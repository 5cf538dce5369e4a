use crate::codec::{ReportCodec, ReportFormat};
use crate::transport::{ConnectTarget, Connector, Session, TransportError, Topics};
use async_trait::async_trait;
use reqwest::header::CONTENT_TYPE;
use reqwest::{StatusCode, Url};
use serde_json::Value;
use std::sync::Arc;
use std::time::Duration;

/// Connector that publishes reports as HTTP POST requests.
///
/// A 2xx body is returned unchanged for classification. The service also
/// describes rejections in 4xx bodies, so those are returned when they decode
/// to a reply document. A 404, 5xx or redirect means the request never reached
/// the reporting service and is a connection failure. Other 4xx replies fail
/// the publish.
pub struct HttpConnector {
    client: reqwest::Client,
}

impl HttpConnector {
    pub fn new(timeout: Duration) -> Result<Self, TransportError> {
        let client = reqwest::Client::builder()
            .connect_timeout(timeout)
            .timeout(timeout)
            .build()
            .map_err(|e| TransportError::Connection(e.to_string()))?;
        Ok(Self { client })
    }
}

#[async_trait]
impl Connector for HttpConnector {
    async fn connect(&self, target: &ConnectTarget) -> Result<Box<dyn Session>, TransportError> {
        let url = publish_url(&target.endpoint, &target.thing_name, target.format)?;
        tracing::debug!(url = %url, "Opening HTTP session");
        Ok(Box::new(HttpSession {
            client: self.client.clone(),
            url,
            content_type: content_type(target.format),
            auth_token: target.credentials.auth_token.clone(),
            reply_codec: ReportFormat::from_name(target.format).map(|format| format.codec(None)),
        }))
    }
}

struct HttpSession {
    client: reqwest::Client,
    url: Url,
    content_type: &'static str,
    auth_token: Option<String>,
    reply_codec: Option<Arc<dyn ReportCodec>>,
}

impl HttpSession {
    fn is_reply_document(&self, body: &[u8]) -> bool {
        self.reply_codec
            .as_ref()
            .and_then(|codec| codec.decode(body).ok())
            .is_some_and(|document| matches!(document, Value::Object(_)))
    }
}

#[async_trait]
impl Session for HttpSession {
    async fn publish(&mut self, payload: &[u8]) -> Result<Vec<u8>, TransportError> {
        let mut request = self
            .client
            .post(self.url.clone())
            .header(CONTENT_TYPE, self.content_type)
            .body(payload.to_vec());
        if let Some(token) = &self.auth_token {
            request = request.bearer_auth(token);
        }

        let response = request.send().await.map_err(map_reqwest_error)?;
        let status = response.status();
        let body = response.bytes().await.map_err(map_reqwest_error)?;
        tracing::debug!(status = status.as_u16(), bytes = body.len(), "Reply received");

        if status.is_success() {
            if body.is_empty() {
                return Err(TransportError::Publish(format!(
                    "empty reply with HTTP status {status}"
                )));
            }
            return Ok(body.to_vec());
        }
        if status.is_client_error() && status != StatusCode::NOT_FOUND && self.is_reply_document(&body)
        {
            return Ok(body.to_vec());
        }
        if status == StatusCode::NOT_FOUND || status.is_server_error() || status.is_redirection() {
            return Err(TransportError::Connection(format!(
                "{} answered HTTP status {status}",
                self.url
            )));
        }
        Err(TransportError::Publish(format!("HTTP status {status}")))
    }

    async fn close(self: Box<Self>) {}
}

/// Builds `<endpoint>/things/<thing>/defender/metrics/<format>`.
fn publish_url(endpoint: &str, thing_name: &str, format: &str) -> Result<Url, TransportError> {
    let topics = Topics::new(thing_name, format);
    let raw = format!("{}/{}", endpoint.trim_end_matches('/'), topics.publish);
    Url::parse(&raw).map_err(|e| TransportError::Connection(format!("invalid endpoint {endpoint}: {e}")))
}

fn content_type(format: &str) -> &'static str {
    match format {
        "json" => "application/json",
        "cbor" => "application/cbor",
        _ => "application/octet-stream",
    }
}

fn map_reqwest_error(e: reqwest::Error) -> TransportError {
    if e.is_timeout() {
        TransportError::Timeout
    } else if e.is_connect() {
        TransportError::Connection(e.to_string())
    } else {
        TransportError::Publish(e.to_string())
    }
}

▸ **Problem requirements**
All that is wanted is the stretch of lines above from the one containing "The service also" through the one containing "request never reached", duplicated exactly.

▸ **Response below**
/// A 2xx body is returned unchanged for classification. The service also
/// describes rejections in 4xx bodies, so those are returned when they decode
/// to a reply document. A 404, 5xx or redirect means the request never reached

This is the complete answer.